Elsa, inútilmente, intentó morderle el brazo; sus mejillas estaban empapadas en lágrimas, la respiración entrecortada, cada vez más débil; cuanto más le oprimía el cuello, más placer sentía Henry. Ella sintió pánico. No reconocía a ese chico. ¿Quién era? Comenzaba a perder la noción de realidad, veía borroso, todo perdía fuerza: los jadeos de él, la canción que sonaba en la radio, su resistencia era cada vez menor, el sometimiento mayor, estaba a punto de perder la conciencia, él oprimió más su cuello, la lujuria le desbordaba. Para Henry, ella era un dulce lugar en quien verter sus fantasías, así como hicieron con él. El martirio de Elsa estaba por terminar; los sonidos de auxilio, agonizantes, se quedaban abatidos en su garganta. A Henry le recorrió un temblor en la espina dorsal cuando al fin la vida de Elsa se apagó.

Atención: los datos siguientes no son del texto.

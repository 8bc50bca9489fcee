//! Feature-hashing embedder.
//!
//! Lowercased word tokens and adjacent word pairs are hashed with SHA-256
//! into `dimensions` signed buckets. No model files, fully deterministic,
//! and texts sharing vocabulary land close together under cosine.

use async_trait::async_trait;
use rayon::prelude::*;
use sha2::{Digest, Sha256};

use super::{checked_text, Embedder};
use crate::error::{Error, Result};

const UNIGRAM_WEIGHT: f32 = 1.0;
const BIGRAM_WEIGHT: f32 = 0.5;

pub struct HashEmbedder {
    dimensions: usize,
    model_id: String,
}

impl HashEmbedder {
    pub fn new(dimensions: usize) -> Result<Self> {
        if dimensions == 0 {
            return Err(Error::ModelUnavailable(
                "hash embedder needs a positive dimension".into(),
            ));
        }
        Ok(Self {
            dimensions,
            model_id: format!("hash-v1-{}", dimensions),
        })
    }

    fn encode(&self, text: &str) -> Result<Vec<f32>> {
        let text = checked_text(text)?;
        let lowered = text.to_lowercase();
        let tokens: Vec<&str> = lowered
            .split(|c: char| !c.is_alphanumeric())
            .filter(|t| !t.is_empty())
            .collect();

        let mut vector = vec![0.0f32; self.dimensions];
        for token in tokens.iter().copied() {
            self.add_feature(&mut vector, &["w:", token], UNIGRAM_WEIGHT);
        }
        for pair in tokens.windows(2) {
            self.add_feature(&mut vector, &["b:", pair[0], " ", pair[1]], BIGRAM_WEIGHT);
        }

        Ok(vector)
    }

    fn add_feature(&self, vector: &mut [f32], parts: &[&str], weight: f32) {
        let mut hasher = Sha256::new();
        for part in parts {
            hasher.update(part.as_bytes());
        }
        let digest = hasher.finalize();

        let bucket = u64::from_le_bytes([
            digest[0], digest[1], digest[2], digest[3], digest[4], digest[5], digest[6], digest[7],
        ]) % self.dimensions as u64;
        let sign = if digest[8] & 1 == 0 { 1.0 } else { -1.0 };

        vector[bucket as usize] += sign * weight;
    }
}

#[async_trait]
impl Embedder for HashEmbedder {
    fn model_id(&self) -> &str {
        &self.model_id
    }

    fn dimensions(&self) -> usize {
        self.dimensions
    }

    async fn embed(&self, text: &str) -> Result<Vec<f32>> {
        self.encode(text)
    }

    async fn embed_batch(&self, texts: &[String]) -> Result<Vec<Vec<f32>>> {
        texts.par_iter().map(|t| self.encode(t)).collect()
    }
}

#[cfg(test)]
mod tests {
    use super::*;
    use crate::search::store::cosine_similarity;

    #[tokio::test]
    async fn test_deterministic() {
        let embedder = HashEmbedder::new(64).unwrap();
        let a = embedder.embed("Routing audio to return tracks").await.unwrap();
        let b = embedder.embed("Routing audio to return tracks").await.unwrap();
        assert_eq!(a, b);
        assert_eq!(a.len(), 64);
    }

    #[tokio::test]
    async fn test_batch_matches_single() {
        let embedder = HashEmbedder::new(128).unwrap();
        let texts = vec![
            "Warp markers".to_string(),
            "Session view scenes".to_string(),
            "Freeze and flatten tracks".to_string(),
        ];

        let batch = embedder.embed_batch(&texts).await.unwrap();
        assert_eq!(batch.len(), 3);
        for (text, vector) in texts.iter().zip(batch.iter()) {
            assert_eq!(&embedder.embed(text).await.unwrap(), vector);
        }

        let single = embedder.embed_batch(&texts[..1]).await.unwrap();
        assert_eq!(single, vec![embedder.embed(&texts[0]).await.unwrap()]);
    }

    #[tokio::test]
    async fn test_empty_text_rejected() {
        let embedder = HashEmbedder::new(16).unwrap();
        assert!(matches!(
            embedder.embed("   ").await,
            Err(Error::InvalidInput(_))
        ));
        let texts = vec!["fine".to_string(), "".to_string()];
        assert!(embedder.embed_batch(&texts).await.is_err());
    }

    #[tokio::test]
    async fn test_case_and_punctuation_insensitive() {
        let embedder = HashEmbedder::new(64).unwrap();
        let a = embedder.embed("Follow Actions!").await.unwrap();
        let b = embedder.embed("follow actions").await.unwrap();
        assert_eq!(a, b);
    }

    #[tokio::test]
    async fn test_shared_vocabulary_scores_higher() {
        let embedder = HashEmbedder::new(1024).unwrap();
        let query = embedder.embed("how do sends and returns work").await.unwrap();
        let related = embedder
            .embed("Sends and returns route signal to return tracks")
            .await
            .unwrap();
        let unrelated = embedder
            .embed("Warp markers stretch audio clips in time")
            .await
            .unwrap();

        assert!(cosine_similarity(&query, &related) > cosine_similarity(&query, &unrelated));
    }

    #[tokio::test]
    async fn test_symbols_only_gives_zero_vector() {
        let embedder = HashEmbedder::new(8).unwrap();
        let v = embedder.embed("!!! ---").await.unwrap();
        assert!(v.iter().all(|x| *x == 0.0));
    }

    #[test]
    fn test_zero_dimension_rejected() {
        assert!(matches!(
            HashEmbedder::new(0),
            Err(Error::ModelUnavailable(_))
        ));
    }
}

Cuánto disfrutaba estos momentos. Estaba frente a la muerte. Saboreaba la muerte. Sentía la dulzura de la muerte en sus pezones fríos, en sus manos inertes, en el aroma de su pelo. Siguió penetrándola, pero despacio, muy despacio, embriagándose de su absoluta dominación. Del éxtasis de la muerte.

Cuando eyaculó, su respiración estaba desbocada. Recostó su cabeza en el asiento y agarró su mano con ternura.

El silencio era casi absoluto, si no fuera por el ruido de las hojas arrastrándose en la acera, y por el hilo de música apenas perceptible que emitía la radio: Nothing’s gonna hurt you, baby…

Basado en el asesinato de Becky Powell por Henry Lee Lucas en 1983.